Beverley Ussher (1868–1908) was an Australian architect who practiced mainly in Melbourne, Victoria from the 1880s until his death in 1908, aged only 40. He is known for the development of the local residential style, the Federation Queen Anne (also known as Queen Anne, Federation or Edwardian), characterised by complex tall red tiled roofs, with projecting half-timbered gables and dormers and wide timber verandahs, that became standard for houses across Melbourne and Victoria in the period 1900–1915. He began developing the style from about 1892 in a series of houses, but is best known as part of the partnership of Ussher & Kemp from 1899 to 1908, which produced some of the most outstanding designs in the new Queen Anne mode.

== Early influences ==
Beverley Ussher (1868 - 9 June 1908) was born in Melbourne, the son of a Methodist minister. He is thought to have articled in the mid-1880s with architect Alfred Dunn, newly arrived from his own articles with Alexander Lauder in Devon in the UK. After Ussher completed his articles he visited England and the Continent in 1887–8.

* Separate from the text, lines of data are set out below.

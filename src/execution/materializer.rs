//! Materializer - decides per action between writing a file and flagging it
//! for manual review

use crate::core::{
    action::{validate_relative_path, FileAction, Operation},
    error::PipelineError,
    state::{AppliedFile, Materialization, ReviewItem, ReviewReason},
};
use std::io::{ErrorKind, Write};
use std::path::{Component, Path, PathBuf};
use tempfile::NamedTempFile;
use tracing::{debug, info, warn};

/// Applies scheduled actions under a target directory
///
/// Existing files are never overwritten; every action that is not written
/// becomes a review item pointing at the persisted plan.
#[derive(Debug, Clone)]
pub struct Materializer {
    target_dir: PathBuf,

    /// Persisted plan the review items refer to
    plan_path: PathBuf,

    /// Files owned by the pipeline itself, never written by an action
    reserved: Vec<PathBuf>,
}

impl Materializer {
    pub fn new(target_dir: impl Into<PathBuf>, plan_path: impl Into<PathBuf>) -> Self {
        Self {
            target_dir: target_dir.into(),
            plan_path: plan_path.into(),
            reserved: Vec::new(),
        }
    }

    /// Refuse actions that resolve to any of `paths`
    pub fn with_reserved(mut self, paths: impl IntoIterator<Item = PathBuf>) -> Self {
        self.reserved.extend(paths.into_iter().map(|p| normalize(&p)));
        self
    }

    pub fn target_dir(&self) -> &Path {
        &self.target_dir
    }

    /// Process actions in order; one action's failure never stops the rest
    pub fn materialize(&self, actions: &[FileAction], auto_apply: bool) -> Materialization {
        let mut result = Materialization {
            ok: true,
            ..Materialization::default()
        };

        for action in actions {
            match self.apply_one(action, auto_apply) {
                Ok(applied) => {
                    info!("Created {}", applied.written_to.display());
                    result.applied.push(applied);
                }
                Err(reason) => {
                    if reason.is_failure() {
                        result.ok = false;
                    }
                    debug!("{} needs review: {}", action.path, reason);
                    result.needs_review.push(ReviewItem {
                        path: action.path.clone(),
                        reason,
                        pointer: self.plan_path.clone(),
                    });
                }
            }
        }

        result
    }

    fn apply_one(
        &self,
        action: &FileAction,
        auto_apply: bool,
    ) -> std::result::Result<AppliedFile, ReviewReason> {
        let relative = match validate_relative_path(&action.path) {
            Ok(relative) => relative,
            Err(PipelineError::InvalidPath { reason, .. }) => {
                warn!("Rejected path {:?}: {}", action.path, reason);
                return Err(ReviewReason::InvalidPath(reason));
            }
            Err(other) => return Err(ReviewReason::InvalidPath(other.to_string())),
        };

        match &action.operation {
            Operation::Create => {}
            Operation::Modify => return Err(ReviewReason::ModifyNotSupported),
            Operation::Other(op) => return Err(ReviewReason::UnknownAction(op.clone())),
        }

        let target = self.target_dir.join(relative);
        if self.reserved.contains(&normalize(&target)) {
            warn!("Rejected path {:?}: reserved pipeline file", action.path);
            return Err(ReviewReason::InvalidPath("reserved pipeline file".to_string()));
        }
        // symlink_metadata so a dangling link still counts as existing
        if target.symlink_metadata().is_ok() {
            return Err(ReviewReason::ExistingFile);
        }
        if !auto_apply {
            return Err(ReviewReason::NewFileManualApply);
        }

        write_new_file(&target, action.content.as_bytes()).map_err(|e| match e {
            PipelineError::Io(io) if io.kind() == ErrorKind::AlreadyExists => ReviewReason::ExistingFile,
            other => {
                warn!("{}", other);
                ReviewReason::WriteFailed(other.to_string())
            }
        })?;

        Ok(AppliedFile {
            path: action.path.clone(),
            written_to: target,
            bytes: action.content.len(),
        })
    }
}

/// Lexically drop `.` and resolve `..` so equal targets compare equal
fn normalize(path: &Path) -> PathBuf {
    let mut out = PathBuf::new();
    for component in path.components() {
        match component {
            Component::CurDir => {}
            Component::ParentDir => {
                if !out.pop() {
                    out.push(component);
                }
            }
            other => out.push(other),
        }
    }
    out
}

/// Write `data` to `path` only if nothing exists there yet
///
/// The content goes to a temp file in the same directory first and is moved
/// into place without clobbering, so a concurrent creator wins.
fn write_new_file(path: &Path, data: &[u8]) -> Result<(), PipelineError> {
    let write_failed = |source: std::io::Error| PipelineError::WriteFailed {
        path: path.to_path_buf(),
        source,
    };

    let dir = path.parent().unwrap_or(Path::new("."));
    std::fs::create_dir_all(dir).map_err(write_failed)?;

    let mut tmp = NamedTempFile::new_in(dir).map_err(write_failed)?;
    tmp.write_all(data).map_err(write_failed)?;

    match tmp.persist_noclobber(path) {
        Ok(_) => Ok(()),
        Err(e) if e.error.kind() == ErrorKind::AlreadyExists => Err(PipelineError::Io(e.error)),
        Err(e) => Err(write_failed(e.error)),
    }
}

By then the dominant residential style in Britain was the Queen Anne Revival, which was beginning to have an impact on Australian architecture. The style was pioneered by architects Richard Norman Shaw and William Eden Nesfield in the late 1860s, creating a new picturesque architecture drawing elements from vernacular and late medieval houses, like half timbering and hanging tiles walling, red brick walls, projecting gables and tall chimneys. In Victoria, local architects including Oakden, Addison and Kemp, Nahum Barnet, Reed Smart & Tappin, and Hyndeman & Bates introduced the new approach and style to Melbourne from the late 1880s in both residential and commercial work. Alfred Dunn himself also produced Queen Anne house designs from 1890. Two of the partners of Oakden, Addison & Kemp - Henry Hardie Kemp and G. H. M. Addison - were British trained architects who had experienced the Queen Anne Revival first hand. The Queen Anne influence had already resulted in houses in this new idiom in Sydney as early as 1885, such as the grand Penshurst (demolished) by Walter Liberty Vernon. The style there is now known as Federation, and was very similar to the Queen Anne as practiced in Victoria, but somewhat different in materials and details.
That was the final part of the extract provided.